**** RECORDS TO PROCESS

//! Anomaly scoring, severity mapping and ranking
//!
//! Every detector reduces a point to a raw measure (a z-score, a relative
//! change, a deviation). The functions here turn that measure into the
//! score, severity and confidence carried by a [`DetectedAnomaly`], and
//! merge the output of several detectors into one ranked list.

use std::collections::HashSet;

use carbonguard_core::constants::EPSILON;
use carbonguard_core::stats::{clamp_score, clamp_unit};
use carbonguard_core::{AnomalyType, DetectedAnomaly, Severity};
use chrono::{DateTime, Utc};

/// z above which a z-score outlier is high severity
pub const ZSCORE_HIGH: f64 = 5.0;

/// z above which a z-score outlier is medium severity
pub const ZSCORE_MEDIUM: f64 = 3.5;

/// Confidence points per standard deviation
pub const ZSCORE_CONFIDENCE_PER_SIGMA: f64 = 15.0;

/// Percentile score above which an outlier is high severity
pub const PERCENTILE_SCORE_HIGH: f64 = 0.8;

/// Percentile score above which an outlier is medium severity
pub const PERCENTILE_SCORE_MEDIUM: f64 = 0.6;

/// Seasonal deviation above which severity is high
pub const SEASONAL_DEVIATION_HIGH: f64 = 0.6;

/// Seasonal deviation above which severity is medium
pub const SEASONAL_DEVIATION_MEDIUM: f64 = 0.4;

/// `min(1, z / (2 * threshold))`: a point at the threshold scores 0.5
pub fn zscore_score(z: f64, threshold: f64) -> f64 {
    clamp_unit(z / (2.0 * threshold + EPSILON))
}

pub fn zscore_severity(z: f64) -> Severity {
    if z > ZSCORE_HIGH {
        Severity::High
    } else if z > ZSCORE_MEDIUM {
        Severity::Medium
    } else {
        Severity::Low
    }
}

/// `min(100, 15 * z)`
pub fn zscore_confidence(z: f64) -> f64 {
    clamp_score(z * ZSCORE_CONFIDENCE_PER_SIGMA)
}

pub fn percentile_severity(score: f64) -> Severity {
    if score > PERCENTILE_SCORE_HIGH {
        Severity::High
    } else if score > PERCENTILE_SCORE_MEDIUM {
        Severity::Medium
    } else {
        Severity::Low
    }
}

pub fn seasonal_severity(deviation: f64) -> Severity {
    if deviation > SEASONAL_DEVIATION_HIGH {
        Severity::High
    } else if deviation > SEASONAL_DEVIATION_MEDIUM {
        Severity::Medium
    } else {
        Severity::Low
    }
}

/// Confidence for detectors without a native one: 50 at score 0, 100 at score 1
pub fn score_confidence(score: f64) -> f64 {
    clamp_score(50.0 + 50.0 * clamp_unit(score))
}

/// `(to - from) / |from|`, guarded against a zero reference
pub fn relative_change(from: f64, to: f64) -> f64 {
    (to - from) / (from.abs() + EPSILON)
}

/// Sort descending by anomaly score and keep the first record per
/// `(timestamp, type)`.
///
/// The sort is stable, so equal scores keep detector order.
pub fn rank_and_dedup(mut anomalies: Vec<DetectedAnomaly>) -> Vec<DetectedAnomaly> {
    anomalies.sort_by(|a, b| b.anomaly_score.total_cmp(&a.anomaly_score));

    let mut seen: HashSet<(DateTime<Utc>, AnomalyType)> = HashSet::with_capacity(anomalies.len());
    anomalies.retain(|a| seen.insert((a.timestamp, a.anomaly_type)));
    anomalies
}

********
**** RECORDS TO PROCESS

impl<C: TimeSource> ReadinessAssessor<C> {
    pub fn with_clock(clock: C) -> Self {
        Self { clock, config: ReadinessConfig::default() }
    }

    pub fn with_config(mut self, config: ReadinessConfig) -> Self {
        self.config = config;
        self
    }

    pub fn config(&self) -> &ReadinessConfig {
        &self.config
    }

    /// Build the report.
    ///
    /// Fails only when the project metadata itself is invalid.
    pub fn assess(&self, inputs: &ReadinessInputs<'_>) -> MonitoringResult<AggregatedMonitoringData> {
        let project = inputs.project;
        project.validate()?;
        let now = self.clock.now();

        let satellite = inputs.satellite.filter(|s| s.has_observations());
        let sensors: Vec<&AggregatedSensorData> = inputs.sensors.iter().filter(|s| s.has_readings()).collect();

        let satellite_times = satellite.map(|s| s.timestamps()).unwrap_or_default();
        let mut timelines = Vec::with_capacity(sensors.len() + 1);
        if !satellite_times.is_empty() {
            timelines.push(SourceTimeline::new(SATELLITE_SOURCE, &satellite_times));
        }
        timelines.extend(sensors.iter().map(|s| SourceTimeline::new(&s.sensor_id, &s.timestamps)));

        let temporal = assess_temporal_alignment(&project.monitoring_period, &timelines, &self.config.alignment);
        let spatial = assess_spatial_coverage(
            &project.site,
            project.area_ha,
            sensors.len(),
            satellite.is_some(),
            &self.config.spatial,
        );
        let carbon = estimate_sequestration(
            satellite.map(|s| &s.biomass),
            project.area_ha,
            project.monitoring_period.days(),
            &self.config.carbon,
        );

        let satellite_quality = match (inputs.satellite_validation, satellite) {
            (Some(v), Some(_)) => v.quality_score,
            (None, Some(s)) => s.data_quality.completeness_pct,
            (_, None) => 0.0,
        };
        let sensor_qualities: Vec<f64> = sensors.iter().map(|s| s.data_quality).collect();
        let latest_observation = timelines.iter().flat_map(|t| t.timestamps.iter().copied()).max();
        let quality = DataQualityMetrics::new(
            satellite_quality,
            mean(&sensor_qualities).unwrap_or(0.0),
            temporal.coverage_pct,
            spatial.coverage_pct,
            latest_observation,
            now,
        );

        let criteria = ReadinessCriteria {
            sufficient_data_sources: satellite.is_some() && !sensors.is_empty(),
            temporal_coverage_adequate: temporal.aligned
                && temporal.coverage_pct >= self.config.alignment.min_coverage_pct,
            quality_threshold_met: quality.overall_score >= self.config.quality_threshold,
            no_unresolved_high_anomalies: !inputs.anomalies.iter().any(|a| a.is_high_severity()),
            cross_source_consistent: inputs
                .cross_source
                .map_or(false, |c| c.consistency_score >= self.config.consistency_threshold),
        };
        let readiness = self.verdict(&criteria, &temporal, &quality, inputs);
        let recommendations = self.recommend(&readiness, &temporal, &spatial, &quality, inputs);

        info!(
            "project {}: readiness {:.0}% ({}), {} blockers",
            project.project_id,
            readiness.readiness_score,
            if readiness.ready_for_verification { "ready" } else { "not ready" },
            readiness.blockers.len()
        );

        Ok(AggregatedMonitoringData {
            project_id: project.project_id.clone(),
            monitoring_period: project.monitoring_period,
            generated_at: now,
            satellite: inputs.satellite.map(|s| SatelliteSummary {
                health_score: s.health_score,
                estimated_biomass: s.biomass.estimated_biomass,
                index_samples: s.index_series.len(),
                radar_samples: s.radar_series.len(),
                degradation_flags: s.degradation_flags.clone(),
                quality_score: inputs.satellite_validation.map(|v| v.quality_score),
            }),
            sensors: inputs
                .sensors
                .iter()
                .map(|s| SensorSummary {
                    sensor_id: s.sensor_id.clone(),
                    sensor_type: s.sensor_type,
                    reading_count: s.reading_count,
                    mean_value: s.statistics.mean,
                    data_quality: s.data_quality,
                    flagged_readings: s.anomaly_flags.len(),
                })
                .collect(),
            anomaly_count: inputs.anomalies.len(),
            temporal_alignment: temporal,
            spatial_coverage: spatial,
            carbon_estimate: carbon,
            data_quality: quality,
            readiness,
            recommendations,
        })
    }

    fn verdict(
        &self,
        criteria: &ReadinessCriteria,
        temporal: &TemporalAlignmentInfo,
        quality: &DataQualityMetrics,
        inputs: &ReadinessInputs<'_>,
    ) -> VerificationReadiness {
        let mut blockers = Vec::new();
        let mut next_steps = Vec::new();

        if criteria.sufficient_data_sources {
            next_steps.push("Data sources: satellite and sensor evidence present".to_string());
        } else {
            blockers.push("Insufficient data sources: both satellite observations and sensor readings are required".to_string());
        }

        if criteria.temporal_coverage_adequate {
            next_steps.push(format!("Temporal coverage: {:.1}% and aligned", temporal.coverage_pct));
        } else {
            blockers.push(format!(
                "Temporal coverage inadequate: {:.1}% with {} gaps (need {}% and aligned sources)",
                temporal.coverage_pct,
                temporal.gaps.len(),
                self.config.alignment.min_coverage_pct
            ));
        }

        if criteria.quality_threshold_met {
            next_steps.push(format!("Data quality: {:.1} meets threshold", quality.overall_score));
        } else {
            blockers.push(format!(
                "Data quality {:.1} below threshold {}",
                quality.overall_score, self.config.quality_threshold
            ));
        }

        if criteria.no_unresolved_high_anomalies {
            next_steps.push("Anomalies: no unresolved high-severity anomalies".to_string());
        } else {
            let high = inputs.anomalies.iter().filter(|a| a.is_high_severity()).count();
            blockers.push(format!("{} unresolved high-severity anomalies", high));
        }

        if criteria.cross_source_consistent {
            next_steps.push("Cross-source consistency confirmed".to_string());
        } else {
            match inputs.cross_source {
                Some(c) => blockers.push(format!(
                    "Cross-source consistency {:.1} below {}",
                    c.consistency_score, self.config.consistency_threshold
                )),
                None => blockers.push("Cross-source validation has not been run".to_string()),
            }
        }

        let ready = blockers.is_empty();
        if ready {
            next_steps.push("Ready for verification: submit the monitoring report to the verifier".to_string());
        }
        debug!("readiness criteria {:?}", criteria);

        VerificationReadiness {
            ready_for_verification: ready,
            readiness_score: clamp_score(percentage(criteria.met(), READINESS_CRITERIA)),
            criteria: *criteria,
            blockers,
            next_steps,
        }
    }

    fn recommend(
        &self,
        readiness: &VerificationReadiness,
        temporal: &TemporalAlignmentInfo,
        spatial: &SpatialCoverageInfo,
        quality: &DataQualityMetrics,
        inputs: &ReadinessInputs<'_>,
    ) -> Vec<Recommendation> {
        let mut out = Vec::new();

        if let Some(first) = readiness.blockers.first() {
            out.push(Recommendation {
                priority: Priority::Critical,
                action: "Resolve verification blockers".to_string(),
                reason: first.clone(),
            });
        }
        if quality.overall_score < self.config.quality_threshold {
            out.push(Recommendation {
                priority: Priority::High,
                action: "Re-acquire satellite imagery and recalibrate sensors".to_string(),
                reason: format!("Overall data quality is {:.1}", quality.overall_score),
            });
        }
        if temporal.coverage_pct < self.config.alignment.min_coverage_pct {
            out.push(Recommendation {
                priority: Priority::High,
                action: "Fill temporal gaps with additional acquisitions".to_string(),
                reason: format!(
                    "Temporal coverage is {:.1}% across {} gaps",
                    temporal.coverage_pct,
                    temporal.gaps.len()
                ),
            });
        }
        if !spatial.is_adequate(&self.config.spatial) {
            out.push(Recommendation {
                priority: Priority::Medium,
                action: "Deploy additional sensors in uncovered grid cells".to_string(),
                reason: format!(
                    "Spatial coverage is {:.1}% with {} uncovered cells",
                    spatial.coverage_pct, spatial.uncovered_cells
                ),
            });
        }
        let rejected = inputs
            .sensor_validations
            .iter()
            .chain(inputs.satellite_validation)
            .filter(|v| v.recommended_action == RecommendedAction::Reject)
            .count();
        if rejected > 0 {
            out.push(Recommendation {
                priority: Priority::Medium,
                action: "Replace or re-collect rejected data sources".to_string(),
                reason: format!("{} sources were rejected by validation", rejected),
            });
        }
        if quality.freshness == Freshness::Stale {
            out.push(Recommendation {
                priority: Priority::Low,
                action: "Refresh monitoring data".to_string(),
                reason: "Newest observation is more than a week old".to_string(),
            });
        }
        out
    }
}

********

**ABOUT THIS TASK:**
Where the string "filter" occurs in the data, return the whole line.

**RESULT:**
        let satellite = inputs.satellite.filter(|s| s.has_observations());
        let sensors: Vec<&AggregatedSensorData> = inputs.sensors.iter().filter(|s| s.has_readings()).collect();
            let high = inputs.anomalies.iter().filter(|a| a.is_high_severity()).count();
            .filter(|v| v.recommended_action == RecommendedAction::Reject)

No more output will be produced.